TASK REQUIREMENTS: Among the lines below, a stretch begins at the one with "modified_by: &str) ->" and ends at the one with "let system_id = patch.system_id.unwrap_or(current.system_id);". Repeat that stretch exactly, ends included.

Stored data:
+===+

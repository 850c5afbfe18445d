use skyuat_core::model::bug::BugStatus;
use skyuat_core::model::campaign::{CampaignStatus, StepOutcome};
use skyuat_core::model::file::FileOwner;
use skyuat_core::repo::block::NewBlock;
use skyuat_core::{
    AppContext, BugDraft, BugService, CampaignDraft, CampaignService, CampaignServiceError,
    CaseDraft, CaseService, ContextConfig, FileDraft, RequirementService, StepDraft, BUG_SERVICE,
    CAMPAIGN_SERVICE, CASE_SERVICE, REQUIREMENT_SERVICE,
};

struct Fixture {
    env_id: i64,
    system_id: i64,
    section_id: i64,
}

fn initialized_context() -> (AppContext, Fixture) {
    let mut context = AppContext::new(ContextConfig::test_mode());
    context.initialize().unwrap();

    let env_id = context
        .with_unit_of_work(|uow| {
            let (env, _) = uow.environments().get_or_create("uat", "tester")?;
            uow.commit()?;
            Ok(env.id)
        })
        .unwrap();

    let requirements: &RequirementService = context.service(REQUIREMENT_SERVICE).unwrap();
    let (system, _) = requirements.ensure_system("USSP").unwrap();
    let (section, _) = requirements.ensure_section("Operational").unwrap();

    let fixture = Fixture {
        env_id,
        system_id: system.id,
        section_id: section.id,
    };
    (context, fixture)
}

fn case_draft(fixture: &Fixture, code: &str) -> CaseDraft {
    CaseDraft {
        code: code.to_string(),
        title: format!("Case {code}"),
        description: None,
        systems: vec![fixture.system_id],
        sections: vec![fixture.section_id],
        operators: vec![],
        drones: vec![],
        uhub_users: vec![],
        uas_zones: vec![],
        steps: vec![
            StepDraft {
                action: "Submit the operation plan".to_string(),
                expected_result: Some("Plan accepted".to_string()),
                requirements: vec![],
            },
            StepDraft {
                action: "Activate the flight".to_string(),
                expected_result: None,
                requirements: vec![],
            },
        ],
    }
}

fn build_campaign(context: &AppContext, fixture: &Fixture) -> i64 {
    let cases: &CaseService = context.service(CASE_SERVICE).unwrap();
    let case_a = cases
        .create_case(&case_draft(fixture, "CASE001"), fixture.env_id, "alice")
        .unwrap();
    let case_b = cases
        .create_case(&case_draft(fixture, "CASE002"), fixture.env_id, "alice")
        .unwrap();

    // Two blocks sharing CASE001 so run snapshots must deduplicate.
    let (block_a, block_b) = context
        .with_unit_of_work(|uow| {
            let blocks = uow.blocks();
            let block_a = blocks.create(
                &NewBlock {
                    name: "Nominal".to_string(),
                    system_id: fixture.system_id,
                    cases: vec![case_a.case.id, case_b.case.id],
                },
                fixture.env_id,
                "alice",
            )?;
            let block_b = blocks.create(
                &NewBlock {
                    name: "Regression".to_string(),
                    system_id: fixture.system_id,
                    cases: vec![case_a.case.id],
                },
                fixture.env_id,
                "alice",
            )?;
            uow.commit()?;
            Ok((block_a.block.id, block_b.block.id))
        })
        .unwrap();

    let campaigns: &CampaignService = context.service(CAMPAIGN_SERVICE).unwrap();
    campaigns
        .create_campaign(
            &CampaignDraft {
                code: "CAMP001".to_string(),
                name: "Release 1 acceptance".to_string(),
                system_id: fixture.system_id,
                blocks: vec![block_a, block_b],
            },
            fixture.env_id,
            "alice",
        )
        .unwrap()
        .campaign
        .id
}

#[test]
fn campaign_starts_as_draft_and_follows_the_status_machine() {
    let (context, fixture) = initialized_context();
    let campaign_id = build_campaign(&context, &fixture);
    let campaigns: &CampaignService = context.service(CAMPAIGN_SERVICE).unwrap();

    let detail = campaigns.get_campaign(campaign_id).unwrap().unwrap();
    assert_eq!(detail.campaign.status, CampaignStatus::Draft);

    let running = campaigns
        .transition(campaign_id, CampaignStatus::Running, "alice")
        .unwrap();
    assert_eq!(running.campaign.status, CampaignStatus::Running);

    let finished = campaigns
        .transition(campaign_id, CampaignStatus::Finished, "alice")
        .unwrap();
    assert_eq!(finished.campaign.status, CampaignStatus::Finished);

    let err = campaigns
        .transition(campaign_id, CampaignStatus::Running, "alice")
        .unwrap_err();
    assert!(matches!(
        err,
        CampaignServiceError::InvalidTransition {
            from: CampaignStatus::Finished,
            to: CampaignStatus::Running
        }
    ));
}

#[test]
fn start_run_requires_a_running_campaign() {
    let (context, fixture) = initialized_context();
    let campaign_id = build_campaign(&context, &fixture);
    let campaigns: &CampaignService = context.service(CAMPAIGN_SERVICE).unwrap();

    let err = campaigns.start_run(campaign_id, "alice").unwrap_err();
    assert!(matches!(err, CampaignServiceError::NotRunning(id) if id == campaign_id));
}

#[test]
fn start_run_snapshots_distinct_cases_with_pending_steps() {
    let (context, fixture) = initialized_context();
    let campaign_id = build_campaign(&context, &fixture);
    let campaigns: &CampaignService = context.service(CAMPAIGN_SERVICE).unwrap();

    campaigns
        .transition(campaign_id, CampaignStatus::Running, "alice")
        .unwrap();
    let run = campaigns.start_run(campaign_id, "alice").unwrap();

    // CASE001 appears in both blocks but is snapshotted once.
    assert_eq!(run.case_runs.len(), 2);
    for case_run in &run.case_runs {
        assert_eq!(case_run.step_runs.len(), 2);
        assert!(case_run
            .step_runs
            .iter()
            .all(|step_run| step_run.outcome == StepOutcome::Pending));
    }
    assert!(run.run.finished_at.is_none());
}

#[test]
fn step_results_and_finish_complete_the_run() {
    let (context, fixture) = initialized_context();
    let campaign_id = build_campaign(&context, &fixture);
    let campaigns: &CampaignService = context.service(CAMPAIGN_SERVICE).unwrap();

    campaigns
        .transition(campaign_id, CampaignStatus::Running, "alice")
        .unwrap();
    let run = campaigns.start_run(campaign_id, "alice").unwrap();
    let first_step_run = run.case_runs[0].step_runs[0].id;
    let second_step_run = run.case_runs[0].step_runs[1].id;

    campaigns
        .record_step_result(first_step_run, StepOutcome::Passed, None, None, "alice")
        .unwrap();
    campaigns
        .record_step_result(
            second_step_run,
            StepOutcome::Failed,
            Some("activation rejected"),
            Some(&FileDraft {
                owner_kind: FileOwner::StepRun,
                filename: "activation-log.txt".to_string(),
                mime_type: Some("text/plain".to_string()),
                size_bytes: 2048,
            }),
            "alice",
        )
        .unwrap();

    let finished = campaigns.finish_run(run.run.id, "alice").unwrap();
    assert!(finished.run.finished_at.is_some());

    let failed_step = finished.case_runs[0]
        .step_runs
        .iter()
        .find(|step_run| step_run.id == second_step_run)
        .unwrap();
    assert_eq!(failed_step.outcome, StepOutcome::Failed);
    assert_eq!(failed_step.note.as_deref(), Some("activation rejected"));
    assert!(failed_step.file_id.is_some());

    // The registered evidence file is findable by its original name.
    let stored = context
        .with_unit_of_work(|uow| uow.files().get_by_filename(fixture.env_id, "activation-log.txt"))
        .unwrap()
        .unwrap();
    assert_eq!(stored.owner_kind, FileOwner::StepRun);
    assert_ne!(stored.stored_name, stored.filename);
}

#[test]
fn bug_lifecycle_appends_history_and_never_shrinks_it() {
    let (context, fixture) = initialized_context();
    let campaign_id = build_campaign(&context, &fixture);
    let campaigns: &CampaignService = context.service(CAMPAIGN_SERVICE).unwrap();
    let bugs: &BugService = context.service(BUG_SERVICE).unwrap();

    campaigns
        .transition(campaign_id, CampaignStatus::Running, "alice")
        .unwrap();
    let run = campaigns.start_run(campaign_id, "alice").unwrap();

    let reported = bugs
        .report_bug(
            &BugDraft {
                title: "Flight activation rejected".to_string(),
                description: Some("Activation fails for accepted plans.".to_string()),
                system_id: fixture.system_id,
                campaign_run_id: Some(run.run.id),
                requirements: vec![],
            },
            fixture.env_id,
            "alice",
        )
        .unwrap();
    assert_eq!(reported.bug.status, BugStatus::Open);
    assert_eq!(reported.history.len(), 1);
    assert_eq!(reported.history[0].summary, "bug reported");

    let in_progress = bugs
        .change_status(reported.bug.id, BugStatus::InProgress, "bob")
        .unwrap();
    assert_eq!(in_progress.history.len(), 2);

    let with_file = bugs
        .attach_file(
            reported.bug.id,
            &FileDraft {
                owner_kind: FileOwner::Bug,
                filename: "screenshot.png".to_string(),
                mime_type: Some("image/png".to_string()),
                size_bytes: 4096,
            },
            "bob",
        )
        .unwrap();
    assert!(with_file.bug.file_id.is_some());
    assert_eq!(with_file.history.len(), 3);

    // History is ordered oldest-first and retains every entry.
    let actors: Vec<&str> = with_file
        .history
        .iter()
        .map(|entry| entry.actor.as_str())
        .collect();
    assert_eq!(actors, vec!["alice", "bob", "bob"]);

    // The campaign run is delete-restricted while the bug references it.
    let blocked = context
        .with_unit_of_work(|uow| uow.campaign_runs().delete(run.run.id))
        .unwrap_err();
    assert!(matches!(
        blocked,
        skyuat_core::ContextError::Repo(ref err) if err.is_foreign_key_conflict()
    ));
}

+===+

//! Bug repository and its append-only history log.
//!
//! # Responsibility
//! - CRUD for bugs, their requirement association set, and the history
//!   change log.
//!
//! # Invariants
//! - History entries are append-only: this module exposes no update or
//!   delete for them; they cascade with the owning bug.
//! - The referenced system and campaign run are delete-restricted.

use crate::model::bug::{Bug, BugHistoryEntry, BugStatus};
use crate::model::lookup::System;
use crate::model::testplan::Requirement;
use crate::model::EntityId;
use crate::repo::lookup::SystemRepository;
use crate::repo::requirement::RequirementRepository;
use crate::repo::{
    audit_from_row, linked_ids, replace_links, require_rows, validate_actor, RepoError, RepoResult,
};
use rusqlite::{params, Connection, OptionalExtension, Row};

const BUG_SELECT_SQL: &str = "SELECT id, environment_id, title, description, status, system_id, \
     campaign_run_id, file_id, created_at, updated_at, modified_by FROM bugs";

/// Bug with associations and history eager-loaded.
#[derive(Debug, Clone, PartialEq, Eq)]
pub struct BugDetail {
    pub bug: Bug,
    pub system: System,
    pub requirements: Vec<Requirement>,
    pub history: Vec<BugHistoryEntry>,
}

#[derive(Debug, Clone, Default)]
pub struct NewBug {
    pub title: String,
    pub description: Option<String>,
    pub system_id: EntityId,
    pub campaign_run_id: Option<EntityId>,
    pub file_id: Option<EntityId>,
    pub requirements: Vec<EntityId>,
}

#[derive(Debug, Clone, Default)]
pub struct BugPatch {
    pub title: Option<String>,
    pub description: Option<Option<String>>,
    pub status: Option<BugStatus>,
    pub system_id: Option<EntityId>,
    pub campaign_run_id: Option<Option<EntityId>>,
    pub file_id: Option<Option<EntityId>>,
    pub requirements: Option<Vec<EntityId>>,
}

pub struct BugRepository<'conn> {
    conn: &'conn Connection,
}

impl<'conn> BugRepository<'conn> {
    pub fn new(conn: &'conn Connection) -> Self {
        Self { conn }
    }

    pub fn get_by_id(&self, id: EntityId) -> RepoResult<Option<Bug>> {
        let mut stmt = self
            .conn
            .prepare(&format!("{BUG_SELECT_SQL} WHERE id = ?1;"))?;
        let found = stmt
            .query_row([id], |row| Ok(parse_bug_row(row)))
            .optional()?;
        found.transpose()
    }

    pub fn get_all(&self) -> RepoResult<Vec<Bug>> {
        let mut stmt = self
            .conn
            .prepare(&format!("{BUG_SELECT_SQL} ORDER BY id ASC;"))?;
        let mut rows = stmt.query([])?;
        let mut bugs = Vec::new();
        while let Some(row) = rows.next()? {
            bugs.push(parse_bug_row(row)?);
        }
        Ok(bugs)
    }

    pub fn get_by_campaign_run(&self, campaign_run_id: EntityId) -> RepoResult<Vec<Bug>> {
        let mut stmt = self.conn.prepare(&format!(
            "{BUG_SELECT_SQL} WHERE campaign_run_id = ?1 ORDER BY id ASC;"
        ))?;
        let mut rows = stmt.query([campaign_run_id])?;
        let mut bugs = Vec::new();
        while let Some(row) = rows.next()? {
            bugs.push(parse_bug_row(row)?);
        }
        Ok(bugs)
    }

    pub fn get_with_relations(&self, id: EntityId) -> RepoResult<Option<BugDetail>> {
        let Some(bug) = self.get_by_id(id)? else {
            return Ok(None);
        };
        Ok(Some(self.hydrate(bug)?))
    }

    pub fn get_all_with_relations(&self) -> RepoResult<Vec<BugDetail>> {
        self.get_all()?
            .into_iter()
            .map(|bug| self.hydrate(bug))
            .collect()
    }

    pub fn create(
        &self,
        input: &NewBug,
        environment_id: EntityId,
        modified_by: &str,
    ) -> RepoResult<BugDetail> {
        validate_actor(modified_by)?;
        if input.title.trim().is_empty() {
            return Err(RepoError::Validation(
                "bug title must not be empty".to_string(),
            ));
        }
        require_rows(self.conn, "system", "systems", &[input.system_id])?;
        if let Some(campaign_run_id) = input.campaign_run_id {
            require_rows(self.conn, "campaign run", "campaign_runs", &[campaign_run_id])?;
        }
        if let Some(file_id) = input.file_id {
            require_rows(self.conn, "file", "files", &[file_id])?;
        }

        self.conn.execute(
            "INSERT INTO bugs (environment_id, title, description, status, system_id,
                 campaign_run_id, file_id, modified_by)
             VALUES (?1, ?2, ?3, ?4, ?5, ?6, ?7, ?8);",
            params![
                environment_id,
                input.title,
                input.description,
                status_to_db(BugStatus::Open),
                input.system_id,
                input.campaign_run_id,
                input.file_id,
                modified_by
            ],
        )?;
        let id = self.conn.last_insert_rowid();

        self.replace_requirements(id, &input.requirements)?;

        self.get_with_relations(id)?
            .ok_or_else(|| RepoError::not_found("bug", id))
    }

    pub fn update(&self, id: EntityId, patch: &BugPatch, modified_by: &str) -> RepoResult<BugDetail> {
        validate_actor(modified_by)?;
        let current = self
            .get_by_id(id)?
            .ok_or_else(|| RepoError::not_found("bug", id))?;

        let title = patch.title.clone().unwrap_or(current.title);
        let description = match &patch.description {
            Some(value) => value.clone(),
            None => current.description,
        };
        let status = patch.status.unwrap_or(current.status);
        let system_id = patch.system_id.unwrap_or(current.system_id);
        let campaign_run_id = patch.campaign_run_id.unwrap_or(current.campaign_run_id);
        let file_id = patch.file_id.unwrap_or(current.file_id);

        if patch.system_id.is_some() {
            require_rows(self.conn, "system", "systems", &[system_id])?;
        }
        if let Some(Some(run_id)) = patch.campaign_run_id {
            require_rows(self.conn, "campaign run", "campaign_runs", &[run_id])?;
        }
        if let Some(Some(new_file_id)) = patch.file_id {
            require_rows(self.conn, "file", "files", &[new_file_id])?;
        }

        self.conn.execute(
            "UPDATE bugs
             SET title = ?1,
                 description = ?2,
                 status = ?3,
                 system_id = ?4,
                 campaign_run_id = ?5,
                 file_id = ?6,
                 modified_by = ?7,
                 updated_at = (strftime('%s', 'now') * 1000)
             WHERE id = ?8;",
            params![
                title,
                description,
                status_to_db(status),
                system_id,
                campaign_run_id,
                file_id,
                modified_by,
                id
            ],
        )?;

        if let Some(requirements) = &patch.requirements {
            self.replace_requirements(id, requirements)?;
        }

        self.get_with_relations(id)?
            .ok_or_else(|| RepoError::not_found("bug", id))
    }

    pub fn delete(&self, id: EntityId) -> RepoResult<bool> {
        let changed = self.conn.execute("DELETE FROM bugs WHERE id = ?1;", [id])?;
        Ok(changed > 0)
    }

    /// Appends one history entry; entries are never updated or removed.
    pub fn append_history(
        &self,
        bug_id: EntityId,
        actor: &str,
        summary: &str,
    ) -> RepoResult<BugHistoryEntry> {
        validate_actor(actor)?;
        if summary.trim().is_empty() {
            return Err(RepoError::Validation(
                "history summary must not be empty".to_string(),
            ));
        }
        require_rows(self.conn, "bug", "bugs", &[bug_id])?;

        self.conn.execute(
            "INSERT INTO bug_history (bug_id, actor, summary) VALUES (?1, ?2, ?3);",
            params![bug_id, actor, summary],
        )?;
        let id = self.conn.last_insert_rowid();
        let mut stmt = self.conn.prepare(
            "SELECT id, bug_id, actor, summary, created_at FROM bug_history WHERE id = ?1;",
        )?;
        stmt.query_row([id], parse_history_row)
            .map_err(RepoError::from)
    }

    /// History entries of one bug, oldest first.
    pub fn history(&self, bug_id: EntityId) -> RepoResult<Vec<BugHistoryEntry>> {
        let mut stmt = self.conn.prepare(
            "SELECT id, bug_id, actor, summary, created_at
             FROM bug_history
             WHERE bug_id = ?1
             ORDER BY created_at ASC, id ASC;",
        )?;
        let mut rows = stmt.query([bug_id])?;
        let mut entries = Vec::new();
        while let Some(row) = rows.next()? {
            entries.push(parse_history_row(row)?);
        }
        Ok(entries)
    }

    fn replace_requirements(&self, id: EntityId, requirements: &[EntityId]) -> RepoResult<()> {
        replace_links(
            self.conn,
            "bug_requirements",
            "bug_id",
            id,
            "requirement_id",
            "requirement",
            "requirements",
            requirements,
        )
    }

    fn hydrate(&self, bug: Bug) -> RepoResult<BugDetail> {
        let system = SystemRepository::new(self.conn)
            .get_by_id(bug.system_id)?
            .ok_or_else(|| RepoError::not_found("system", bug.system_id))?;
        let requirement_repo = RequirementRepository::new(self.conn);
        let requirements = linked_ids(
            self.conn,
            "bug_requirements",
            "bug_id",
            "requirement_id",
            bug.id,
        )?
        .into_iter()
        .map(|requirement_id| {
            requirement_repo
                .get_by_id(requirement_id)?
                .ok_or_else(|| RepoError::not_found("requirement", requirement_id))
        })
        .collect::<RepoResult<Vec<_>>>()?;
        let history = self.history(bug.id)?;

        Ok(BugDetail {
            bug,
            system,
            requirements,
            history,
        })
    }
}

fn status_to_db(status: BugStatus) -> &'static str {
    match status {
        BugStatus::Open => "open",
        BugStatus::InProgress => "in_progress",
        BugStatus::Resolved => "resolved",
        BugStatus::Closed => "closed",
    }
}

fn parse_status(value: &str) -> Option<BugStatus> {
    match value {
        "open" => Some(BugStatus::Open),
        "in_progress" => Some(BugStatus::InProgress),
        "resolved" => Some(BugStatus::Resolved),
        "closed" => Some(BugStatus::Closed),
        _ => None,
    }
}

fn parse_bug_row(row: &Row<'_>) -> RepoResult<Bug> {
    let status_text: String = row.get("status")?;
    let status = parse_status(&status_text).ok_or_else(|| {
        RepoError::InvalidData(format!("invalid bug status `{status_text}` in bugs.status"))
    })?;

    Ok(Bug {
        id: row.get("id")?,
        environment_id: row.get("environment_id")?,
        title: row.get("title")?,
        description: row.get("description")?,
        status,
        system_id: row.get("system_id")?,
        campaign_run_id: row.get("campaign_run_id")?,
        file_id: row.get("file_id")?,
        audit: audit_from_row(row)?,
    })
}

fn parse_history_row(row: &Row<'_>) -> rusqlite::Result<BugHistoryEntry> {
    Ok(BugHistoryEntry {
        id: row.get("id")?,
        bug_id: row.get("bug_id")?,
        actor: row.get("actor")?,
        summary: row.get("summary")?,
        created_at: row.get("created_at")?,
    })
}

+===+

EXERCISE RESPONSE:
    pub fn update(&self, id: EntityId, patch: &BugPatch, modified_by: &str) -> RepoResult<BugDetail> {
        validate_actor(modified_by)?;
        let current = self
            .get_by_id(id)?
            .ok_or_else(|| RepoError::not_found("bug", id))?;

        let title = patch.title.clone().unwrap_or(current.title);
        let description = match &patch.description {
            Some(value) => value.clone(),
            None => current.description,
        };
        let status = patch.status.unwrap_or(current.status);
        let system_id = patch.system_id.unwrap_or(current.system_id);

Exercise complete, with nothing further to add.